Esta gran revolución de la oración es el fruto del don y es también el testimonio de las inmensas necesidades del hombre moderno y de las amenazas que pesan sobre él y sobre el mundo contemporáneo. Creo que la oración de Abraham y su contenido es muy actual en los tiempos en que vivimos. Es tan necesaria una oración así, para tratar con Dios por cada hombre justo; para rescatar al mundo de la injusticia. Es indispensable una oración que se introduzca, diríamos, en el corazón de Dios entre lo que en El es la justicia y lo que en El es la misericordia.

Es necesaria una oración así: una gran súplica por los hombres, por las comunidades, por los pueblos, por toda la humanidad.
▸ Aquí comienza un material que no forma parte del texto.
pub mod identifiers;

pub mod mls;
pub mod util;
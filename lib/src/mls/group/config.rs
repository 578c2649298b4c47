use serde::{Deserialize, Serialize};

use crate::mls::crypto::cipher_suite::CipherSuite;

/// How far past a sender's last seen generation a receiver will look for the
/// key of an incoming message.
pub const DEFAULT_MAX_GENERATION_LOOKAHEAD: u32 = 1024;

/// Settings of one group on this device. Not shared with other members.
#[derive(Debug, Clone, Eq, PartialEq, Serialize, Deserialize)]
#[serde(default)]
pub struct GroupConfig {
    pub(crate) cipher_suite: CipherSuite,
    pub(crate) max_generation_lookahead: u32,
}

impl Default for GroupConfig {
    fn default() -> Self {
        Self {
            cipher_suite: CipherSuite::default(),
            max_generation_lookahead: DEFAULT_MAX_GENERATION_LOOKAHEAD,
        }
    }
}

impl GroupConfig {
    /// Create a group config builder
    pub fn builder() -> GroupConfigBuilder {
        GroupConfigBuilder::new()
    }

    pub fn cipher_suite(&self) -> CipherSuite {
        self.cipher_suite
    }

    pub fn max_generation_lookahead(&self) -> u32 {
        self.max_generation_lookahead
    }
}

#[derive(Default, Debug)]
pub struct GroupConfigBuilder {
    group_config: GroupConfig,
}

impl GroupConfigBuilder {
    /// Create a group config
    pub fn new() -> Self {
        Self::default()
    }

    /// Build with cipher suite
    #[must_use]
    pub fn with_cipher_suite(mut self, cipher_suite: CipherSuite) -> Self {
        self.group_config.cipher_suite = cipher_suite;
        self
    }

    /// Build with the number of generations a receiver tries past the last
    /// one it saw from a sender
    #[must_use]
    pub fn with_max_generation_lookahead(mut self, max_generation_lookahead: u32) -> Self {
        self.group_config.max_generation_lookahead = max_generation_lookahead;
        self
    }

    /// Finalize and build the group config
    pub fn build(self) -> GroupConfig {
        self.group_config
    }
}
La oración de Abraham.

Así, la respuesta de Cristo a la pregunta "enséñanos a orar" es siempre actual; debemos descifrarla en su contenido original como está registrada en el Evangelio; y debemos descifrarla también según los signos de los tiempos en que vivimos.

El fruto de tal escucha a la respuesta de Cristo, de una lectura tal, será precisamente la oración, cada oración que rezamos, cada oración que celebramos, incluso ésta que rezamos y celebramos ahora: la oración más grande de todas las oraciones, en la que Cristo mismo ruega con nosotros y a través de nosotros; en la cual "su Espíritu ruega con gemidos inenarrables" (Rom 8, 26), con nosotros y a través de nosotros que estamos celebrando la Eucaristía. Amén.